Une nouvelle version du cheval de Troie RedHook pour Android a été identifiée, et elle marque une escalade dans les techniques de piratage. Selon les chercheurs en cybersécurité de Group-IB, ce malware ne se contente plus des fonctionnalités classiques.
RedHook détourne désormais une fonction de développement légitime, le débogage sans fil ADB, pour s’octroyer des privilèges de niveau shell de manière totalement autonome, directement sur l’appareil de la victime.
Comment fonctionne cette nouvelle attaque ?
RedHook trompe l’utilisateur pour qu’il active les services d’accessibilité. Une fois cette permission obtenue, le malware peut simuler des actions de l’utilisateur. Il navigue alors automatiquement dans les paramètres du téléphone pour activer les options pour les développeurs, puis le débogage sans fil.
Normalement, le débogage ADB nécessite un ordinateur. L’astuce de RedHook, inspirée de l’outil légitime Shizuku, est de faire en sorte que le téléphone devienne son propre client ADB.
Il se connecte à lui-même via l’interface locale (127.0.0.1) pour établir la connexion et récupérer le code d’appairage, le tout à l’insu de l’utilisateur grâce à une surcouche visuelle.
Les pouvoirs obtenus par RedHook
En réussissant cette manœuvre, le malware obtient des privilèges de niveau shell (uid 2000). Ce statut, bien que n’étant pas un accès root complet, est plus puissant que celui d’une application standard.
Grâce à cela, RedHook peut installer ou désinstaller des applications en silence, modifier des paramètres de sécurité protégés et s’auto-attribuer des permissions sensibles sans afficher la moindre boîte de dialogue de confirmation.
Les chercheurs de Group-IB rapportent que la version actuelle supporte une cinquantaine de commandes distinctes émises par le serveur de contrôle. Cela comprend le streaming de l’écran en temps réel, la simulation de gestes tactiles, le vol de contacts et de SMS, le verrouillage de l’appareil, l’activation de l’appareil photo.
Une persistance robuste
RedHook utilise une pile de techniques de persistance pour s’assurer de ne jamais être arrêté par le système d’exploitation. Parmi elles, le lancement d’une activité invisible d’un seul pixel afin de se faire passer pour une application de premier plan, ou encore la lecture d’un son silencieux pour maintenir une haute priorité de processus.

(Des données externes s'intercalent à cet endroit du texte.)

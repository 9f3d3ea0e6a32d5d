#[cfg(test)]
mod tests {
    use glam::DVec3;
    use rand::SeedableRng;
    use rand_chacha::ChaCha8Rng;

    use intercept_core::config::RangeConfig;
    use intercept_core::enums::{MotionPattern, Scenario, ThreatClass, ThreatPhase};
    use intercept_core::types::{Position, Velocity};

    use crate::fsm::{classify, evaluate, is_detected, next_phase, phase_progress, TrackContext};
    use crate::motion::{perpendicular_basis, steer, straight_velocity, MotionContext};
    use crate::profiles::{choose_pattern, scenario_pattern};

    fn ranges() -> RangeConfig {
        RangeConfig {
            detection_range: 100.0,
            tracing_range: 80.0,
            warning_range: 50.0,
            destroy_range: 30.0,
            success_threshold: 2.0,
            defended_radius: 2.0,
        }
    }

    fn motion(pattern: MotionPattern, position: Position, pattern_time: f64) -> MotionContext {
        let aim_point = Position::default();
        MotionContext {
            pattern,
            position,
            aim_point,
            speed: 15.0,
            base_velocity: straight_velocity(&position, &aim_point, 15.0),
            pattern_time,
        }
    }

    // ---- Phase FSM ----

    #[test]
    fn test_detection_gate_is_strict() {
        let r = ranges();
        assert!(!is_detected(100.0, &r));
        assert!(is_detected(99.9, &r));
    }

    #[test]
    fn test_classify_by_range() {
        let r = ranges();
        assert_eq!(classify(90.0, &r), ThreatPhase::Tracing);
        assert_eq!(classify(50.0, &r), ThreatPhase::Tracing);
        assert_eq!(classify(49.9, &r), ThreatPhase::Warning);
        assert_eq!(classify(30.0, &r), ThreatPhase::Warning);
        assert_eq!(classify(29.9, &r), ThreatPhase::Destroy);
        assert_eq!(classify(0.0, &r), ThreatPhase::Destroy);
    }

    #[test]
    fn test_phase_never_moves_backward() {
        let r = ranges();
        // Threat turns away after reaching Destroy.
        assert_eq!(
            next_phase(ThreatPhase::Destroy, 90.0, &r),
            ThreatPhase::Destroy
        );
        assert_eq!(
            next_phase(ThreatPhase::Warning, 70.0, &r),
            ThreatPhase::Warning
        );
        // Skipping a phase in one step is allowed.
        assert_eq!(
            next_phase(ThreatPhase::Tracing, 10.0, &r),
            ThreatPhase::Destroy
        );
    }

    #[test]
    fn test_evaluate_reports_change() {
        let r = ranges();
        let update = evaluate(&TrackContext {
            ranges: &r,
            phase: ThreatPhase::Tracing,
            range: 40.0,
        });
        assert_eq!(update.new_phase, ThreatPhase::Warning);
        assert!(update.phase_changed);
        assert!((update.progress - 50.0).abs() < 1e-9);

        let update = evaluate(&TrackContext {
            ranges: &r,
            phase: ThreatPhase::Warning,
            range: 45.0,
        });
        assert!(!update.phase_changed);
    }

    #[test]
    fn test_phase_progress_bands() {
        let r = ranges();
        assert_eq!(phase_progress(ThreatPhase::Tracing, 100.0, &r), 0.0);
        assert!((phase_progress(ThreatPhase::Tracing, 75.0, &r) - 50.0).abs() < 1e-9);
        assert_eq!(phase_progress(ThreatPhase::Tracing, 50.0, &r), 100.0);
        assert_eq!(phase_progress(ThreatPhase::Warning, 50.0, &r), 0.0);
        assert_eq!(phase_progress(ThreatPhase::Warning, 30.0, &r), 100.0);
        assert!((phase_progress(ThreatPhase::Destroy, 16.0, &r) - 50.0).abs() < 1e-9);
        assert_eq!(phase_progress(ThreatPhase::Destroy, 0.5, &r), 100.0);
    }

    #[test]
    fn test_tracing_progress_spans_whole_tracing_band() {
        let r = ranges();
        // Still Tracing between the tracing range and the warning boundary.
        for range in [79.0, 70.0, 60.0, 51.0] {
            assert_eq!(classify(range, &r), ThreatPhase::Tracing);
            let p = phase_progress(ThreatPhase::Tracing, range, &r);
            assert!(p < 100.0, "tracing progress saturated at {range}");
        }
        assert!(
            phase_progress(ThreatPhase::Tracing, 60.0, &r)
                > phase_progress(ThreatPhase::Tracing, 70.0, &r)
        );
    }

    #[test]
    fn test_progress_monotonic_while_closing() {
        let r = ranges();
        for phase in ThreatPhase::ALL {
            let mut last = -1.0;
            let mut range = 110.0;
            while range > 0.0 {
                let p = phase_progress(phase, range, &r);
                assert!((0.0..=100.0).contains(&p));
                assert!(p >= last, "{phase} progress fell at {range}");
                last = p;
                range -= 0.5;
            }
        }
    }

    // ---- Motion ----

    #[test]
    fn test_straight_ignores_pattern_time() {
        let ctx = motion(MotionPattern::Straight, Position::new(60.0, 0.0, 10.0), 3.0);
        assert_eq!(steer(&ctx), ctx.base_velocity);
    }

    #[test]
    fn test_patterns_keep_speed() {
        let start = Position::new(50.0, 40.0, 20.0);
        for pattern in [
            MotionPattern::Curved,
            MotionPattern::Zigzag,
            MotionPattern::Spiral,
        ] {
            for step in 1..40 {
                let t = step as f64 * 0.1;
                let v = steer(&motion(pattern, start, t));
                assert!((v.speed() - 15.0).abs() < 1e-9, "{pattern:?} at {t}");
            }
        }
    }

    #[test]
    fn test_patterns_deviate_but_close_in() {
        let start = Position::new(60.0, 0.0, 0.0);
        for pattern in [
            MotionPattern::Curved,
            MotionPattern::Zigzag,
            MotionPattern::Spiral,
        ] {
            let v = steer(&motion(pattern, start, 0.8));
            let base = Velocity::new(-15.0, 0.0, 0.0);
            assert_ne!(v, base, "{pattern:?} did not deviate");
            // Still heading toward the aim point.
            assert!(v.x < 0.0);
        }
    }

    #[test]
    fn test_zigzag_flips_sides() {
        let start = Position::new(60.0, 0.0, 0.0);
        // Zigzag frequency 2: sin(2t) changes sign between t=0.5 and t=2.0.
        let a = steer(&motion(MotionPattern::Zigzag, start, 0.5));
        let b = steer(&motion(MotionPattern::Zigzag, start, 2.0));
        assert!(a.y * b.y < 0.0);
    }

    #[test]
    fn test_pattern_reverts_at_aim_point() {
        let ctx = motion(MotionPattern::Spiral, Position::new(0.05, 0.0, 0.0), 1.0);
        assert_eq!(steer(&ctx), ctx.base_velocity);
    }

    #[test]
    fn test_perpendicular_basis_orthonormal() {
        for forward in [
            DVec3::new(-1.0, 0.0, 0.0),
            DVec3::new(0.6, -0.8, 0.0),
            DVec3::new(0.3, 0.2, -0.9).normalize(),
        ] {
            let (p1, p2) = perpendicular_basis(forward);
            assert!((p1.length() - 1.0).abs() < 1e-9);
            assert!((p2.length() - 1.0).abs() < 1e-9);
            assert!(p1.dot(forward).abs() < 1e-9);
            assert!(p2.dot(forward).abs() < 1e-9);
            assert!(p1.dot(p2).abs() < 1e-9);
        }
    }

    #[test]
    fn test_perpendicular_basis_vertical_forward() {
        let (p1, p2) = perpendicular_basis(DVec3::new(0.0, 0.0, -1.0));
        assert!(p1.is_finite() && p2.is_finite());
        assert!((p1.length() - 1.0).abs() < 1e-9);
        assert!((p2.length() - 1.0).abs() < 1e-9);
    }

    #[test]
    fn test_vertical_dive_steers_without_nan() {
        let ctx = motion(MotionPattern::Curved, Position::new(0.0, 0.0, 40.0), 1.3);
        let v = steer(&ctx);
        assert!(v.x.is_finite() && v.y.is_finite() && v.z.is_finite());
        assert!((v.speed() - 15.0).abs() < 1e-9);
    }

    // ---- Profiles ----

    #[test]
    fn test_scenario_patterns() {
        let custom = MotionPattern::Spiral;
        assert_eq!(scenario_pattern(Scenario::Single, custom), MotionPattern::Straight);
        assert_eq!(scenario_pattern(Scenario::Wave, custom), MotionPattern::Curved);
        assert_eq!(
            scenario_pattern(Scenario::Saturation, custom),
            MotionPattern::Zigzag
        );
        assert_eq!(scenario_pattern(Scenario::Custom, custom), MotionPattern::Spiral);
    }

    #[test]
    fn test_missiles_never_turn_erratic() {
        let mut rng = ChaCha8Rng::seed_from_u64(5);
        for _ in 0..100 {
            let p = choose_pattern(
                Scenario::Single,
                ThreatClass::Missile,
                MotionPattern::Spiral,
                &mut rng,
            );
            assert_eq!(p, MotionPattern::Straight);
        }
    }

    #[test]
    fn test_drones_sometimes_zigzag() {
        let mut rng = ChaCha8Rng::seed_from_u64(5);
        let zigzags = (0..200)
            .filter(|_| {
                choose_pattern(
                    Scenario::Single,
                    ThreatClass::Drone,
                    MotionPattern::Straight,
                    &mut rng,
                ) == MotionPattern::Zigzag
            })
            .count();
        assert!((50..150).contains(&zigzags), "zigzags {zigzags}");
    }

    #[test]
    fn test_custom_scenario_has_no_erratic_roll() {
        let mut rng = ChaCha8Rng::seed_from_u64(5);
        for _ in 0..50 {
            let p = choose_pattern(
                Scenario::Custom,
                ThreatClass::Drone,
                MotionPattern::Straight,
                &mut rng,
            );
            assert_eq!(p, MotionPattern::Straight);
        }
    }
}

Il met également en place un système de surveillance mutuelle entre deux de ses propres services. Si l’un est arrêté, l’autre le relance immédiatement.
Le malware s’assure aussi de redémarrer avec le téléphone et modifie son score oom_score_adj à -1000, ce qui le rend quasiment impossible à supprimer par le gestionnaire de mémoire d’Android en cas de ressources faibles.
Mieux vaut rester dans le Google Play Store
RedHook est distribué par le biais de faux sites gouvernementaux et financiers qui orientent eux-mêmes vers de faux sites Google Play. Actuellement, il cible principalement l’Asie du Sud-Est.